Big data and predictive analytics are not just for companies like Amazon. For instance, the healthcare industry has been mining data to better predict trends in their patient populations and analyze potential growth in specialty services for years. However, the use of predictive analytics and computational thinking is relatively new for healthcare medical planning and design. Using computational thinking addresses complex issues regarding operational efficiencies, right-sizing departments or even an entire replacement hospital and frontloading the planning process with the optimal business outcomes to arrive at the right solutions sooner.
Computational thinking is a problem-solving methodology that’s broken into four components: Decomposition, pattern recognition, pattern abstraction, and algorithm design.
Decomposition is all about breaking down a big problem into a set of smaller components. Once broken down, patterns begin to emerge. Through abstraction and modeling, the data can be visualized, and possibilities tested to find the optimal answer.
How does that apply to the design process?

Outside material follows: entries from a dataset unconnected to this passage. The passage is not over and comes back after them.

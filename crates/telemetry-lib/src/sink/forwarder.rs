//! Third-party forwarder: every signal type, JSON envelope, API-key auth

use super::http::HttpPoster;
use super::{ExportRequest, ExporterBackend};
use crate::config::SinkKind;
use crate::error::DeliveryError;
use crate::models::{BatchId, SignalRecord, SignalType};
use async_trait::async_trait;
use reqwest::header::HeaderMap;
use serde::Serialize;

#[derive(Debug, Serialize)]
struct Envelope<'a> {
    batch_id: BatchId,
    agent_id: &'a str,
    sequence: u64,
    records: &'a [SignalRecord],
}

pub struct ForwarderBackend {
    poster: HttpPoster,
    dedup: bool,
}

impl ForwarderBackend {
    /// `dedup` declares that the vendor honours the batch id header
    pub fn new(poster: HttpPoster, dedup: bool) -> Self {
        Self { poster, dedup }
    }
}

#[async_trait]
impl ExporterBackend for ForwarderBackend {
    fn kind(&self) -> SinkKind {
        SinkKind::Forwarder
    }

    fn accepts(&self, _signal: SignalType) -> bool {
        true
    }

    fn supports_dedup(&self) -> bool {
        self.dedup
    }

    async fn export(&self, request: &ExportRequest) -> Result<(), DeliveryError> {
        let envelope = Envelope {
            batch_id: request.batch_id,
            agent_id: &request.agent_id,
            sequence: request.sequence,
            records: &request.records,
        };
        let body = serde_json::to_vec(&envelope)
            .map_err(|e| DeliveryError::Permanent(format!("envelope encoding: {e}")))?;
        self.poster
            .post(request, "application/json", None, HeaderMap::new(), body)
            .await
    }
}

#[cfg(test)]
mod tests {
    use super::*;
    use crate::sink::http::{Auth, API_KEY_HEADER};
    use mockito::Matcher;
    use std::time::Duration;

    #[tokio::test]
    async fn test_forwards_all_types_with_api_key() {
        let mut server = mockito::Server::new_async().await;
        let request = ExportRequest {
            batch_id: BatchId::new(),
            agent_id: "edge-a-agent".to_string(),
            sequence: 9,
            records: vec![
                SignalRecord::metric("cpu", 1.0, "cores"),
                SignalRecord::span("t", "s", "op", 10),
            ],
        };
        let mock = server
            .mock("POST", "/v1/intake")
            .match_header(API_KEY_HEADER, "vendor-key")
            .match_body(Matcher::PartialJson(serde_json::json!({
                "agent_id": "edge-a-agent",
                "sequence": 9,
            })))
            .with_status(202)
            .create_async()
            .await;

        let poster = HttpPoster::new(
            &format!("{}/v1/intake", server.url()),
            Duration::from_secs(2),
            Some(Auth::ApiKey("vendor-key".to_string())),
        )
        .unwrap();
        let backend = ForwarderBackend::new(poster, true);

        assert!(SignalType::ALL.iter().all(|s| backend.accepts(*s)));
        assert!(backend.supports_dedup());
        backend.export(&request).await.unwrap();
        mock.assert_async().await;
    }
}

Traditionally, design starts with user input and programming, in which qualitative data informs quantitative data. Using computational thinking, it is possible to look at that data through a neutral lens. For example, nurses and caregivers often spend time traveling from the nurse station to the patient room and subsequent support spaces, taking time away from the patient’s bedside. In many cases, nurses and caregivers create workarounds to avoid taking multiple trips, causing undue stress from multi-tasking. This issue is directly impacted by the physical environment.

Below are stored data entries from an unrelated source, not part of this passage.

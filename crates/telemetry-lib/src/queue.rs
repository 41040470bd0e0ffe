//! Bounded, non-blocking FIFO with an explicit overflow policy
//!
//! Used for the agent record buffer, the agent outbound batch queue and
//! every sink queue. Producers are never blocked: a full queue either evicts
//! its oldest entry or rejects the incoming one.

use serde::{Deserialize, Serialize};
use std::collections::VecDeque;
use std::sync::{Mutex, MutexGuard};

/// Lock a mutex, recovering the guard if a previous holder panicked
pub(crate) fn lock<T>(mutex: &Mutex<T>) -> MutexGuard<'_, T> {
    mutex.lock().unwrap_or_else(|poisoned| poisoned.into_inner())
}

/// What to do when pushing onto a full queue
#[derive(Debug, Clone, Copy, PartialEq, Eq, Default, Serialize, Deserialize)]
#[serde(rename_all = "snake_case")]
pub enum OverflowPolicy {
    /// Evict the oldest entry to make room
    DropOldest,
    /// Reject the incoming entry, preserving what is already queued
    #[default]
    DropNewest,
}

/// Result of a push
#[derive(Debug, PartialEq, Eq)]
pub enum PushOutcome<T> {
    Accepted,
    /// The value was queued and this older entry was evicted
    Evicted(T),
    /// The queue was full and the value was not queued
    Rejected(T),
}

impl<T> PushOutcome<T> {
    pub fn is_queued(&self) -> bool {
        !matches!(self, PushOutcome::Rejected(_))
    }
}

#[derive(Debug)]
pub struct BoundedQueue<T> {
    items: VecDeque<T>,
    capacity: usize,
    policy: OverflowPolicy,
}

impl<T> BoundedQueue<T> {
    /// Create a queue; a zero capacity is raised to one
    pub fn new(capacity: usize, policy: OverflowPolicy) -> Self {
        let capacity = capacity.max(1);
        Self {
            items: VecDeque::with_capacity(capacity.min(10_000)),
            capacity,
            policy,
        }
    }

    pub fn push(&mut self, value: T) -> PushOutcome<T> {
        if self.items.len() < self.capacity {
            self.items.push_back(value);
            return PushOutcome::Accepted;
        }

        match self.policy {
            OverflowPolicy::DropNewest => PushOutcome::Rejected(value),
            OverflowPolicy::DropOldest => {
                // Capacity is at least one, so a full queue has a front
                let evicted = self.items.pop_front();
                self.items.push_back(value);
                match evicted {
                    Some(old) => PushOutcome::Evicted(old),
                    None => PushOutcome::Accepted,
                }
            }
        }
    }

    pub fn pop_front(&mut self) -> Option<T> {
        self.items.pop_front()
    }

    pub fn front(&self) -> Option<&T> {
        self.items.front()
    }

    /// Remove and return every entry in FIFO order
    pub fn drain_all(&mut self) -> Vec<T> {
        self.items.drain(..).collect()
    }

    pub fn len(&self) -> usize {
        self.items.len()
    }

    pub fn is_empty(&self) -> bool {
        self.items.is_empty()
    }

    pub fn is_full(&self) -> bool {
        self.items.len() >= self.capacity
    }

    /// True once the queue holds at least `mark` entries
    pub fn is_above(&self, mark: usize) -> bool {
        self.items.len() >= mark
    }

    pub fn capacity(&self) -> usize {
        self.capacity
    }

    pub fn policy(&self) -> OverflowPolicy {
        self.policy
    }

    pub fn iter(&self) -> impl Iterator<Item = &T> {
        self.items.iter()
    }
}

#[cfg(test)]
mod tests {
    use super::*;

    #[test]
    fn test_push_within_capacity() {
        let mut queue = BoundedQueue::new(3, OverflowPolicy::DropNewest);
        assert_eq!(queue.push(1), PushOutcome::Accepted);
        assert_eq!(queue.push(2), PushOutcome::Accepted);
        assert_eq!(queue.len(), 2);
        assert!(!queue.is_full());
    }

    #[test]
    fn test_drop_oldest_evicts_front() {
        let mut queue = BoundedQueue::new(2, OverflowPolicy::DropOldest);
        queue.push("a");
        queue.push("b");
        assert_eq!(queue.push("c"), PushOutcome::Evicted("a"));
        assert_eq!(queue.drain_all(), vec!["b", "c"]);
    }

    #[test]
    fn test_drop_newest_rejects_incoming() {
        let mut queue = BoundedQueue::new(2, OverflowPolicy::DropNewest);
        queue.push("a");
        queue.push("b");
        let outcome = queue.push("c");
        assert!(!outcome.is_queued());
        assert_eq!(outcome, PushOutcome::Rejected("c"));
        assert_eq!(queue.drain_all(), vec!["a", "b"]);
    }

    #[test]
    fn test_zero_capacity_raised_to_one() {
        let mut queue = BoundedQueue::new(0, OverflowPolicy::DropOldest);
        assert_eq!(queue.capacity(), 1);
        queue.push(1);
        assert_eq!(queue.push(2), PushOutcome::Evicted(1));
        assert_eq!(queue.pop_front(), Some(2));
        assert!(queue.is_empty());
    }

    #[test]
    fn test_default_policy_is_drop_newest() {
        assert_eq!(OverflowPolicy::default(), OverflowPolicy::DropNewest);
        let policy: OverflowPolicy = serde_json::from_str("\"drop_oldest\"").unwrap();
        assert_eq!(policy, OverflowPolicy::DropOldest);
    }
}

When redesigning an inpatient unit for Campbell County Medical Center in Gillette, Wyoming, HGA researched nurse and caregiver travel within several units, in addition to conducting user group meetings and programming analysis. Through extensive time-and-motion studies on-site, the design team collected data on the actual distance and frequency of each trip a nurse made during a shift. This was then modeled using computational design tools, resulting in a clear visualization of travel patterns that told a much different story about the current state.
The floor plans below reflect the patterns that began to emerge.
This information gave the design team and nursing staff an opportunity to better understand the impact the current physical layout was having on their efficiencies. The data then provided the foundation for the team to explore several options for the new design, including centralized vs. decentralized charting stations, and single large support spaces vs. multiple smaller support rooms. Ultimately, the team decided to de-centralize the charting stations based upon the research and computational thinking.
The potential results in this case is threefold: nurses and caregivers will spend less time traveling and spend more time with the patient; the physical demands of the nurses and caregivers will be diminished; and more efficient coverage will offer potential to staff the floor differently, saving valuable FTEs.
Predictive analysis is influencing the design of a large variety of healthcare environments, specifically to right-size a department or facility. Using data from an outpatient clinic housing a variety of specialty services, HGA built a dashboard to analyze and visualize a variety of drivers to better inform the design solution. In the dashboard (top of page), the team can “pull” several levers for evaluation, reflected against baseline data to study the impact of each, such as department gross square foot (DGSF)/Driver spaces, visits per year, average cycle time, target utilization of an exam room, and additional service lines. The dashboard can then employ several filters for these drivers, such as projected growth by service line, location, department, and the demand on physical space down to the provider.
Breaking down the complexities of the healthcare environment into recognizable patterns gives planners and designers more information precisely when they need it—during the design and planning process—to solve a healthcare system’s biggest challenges. To put it simply, predictive analytics is about driving the business. And that is exciting. Move over Amazon.
Aaron Kapphahn is a Medical Planner at HGA, where he specializes in digital and computational design tools.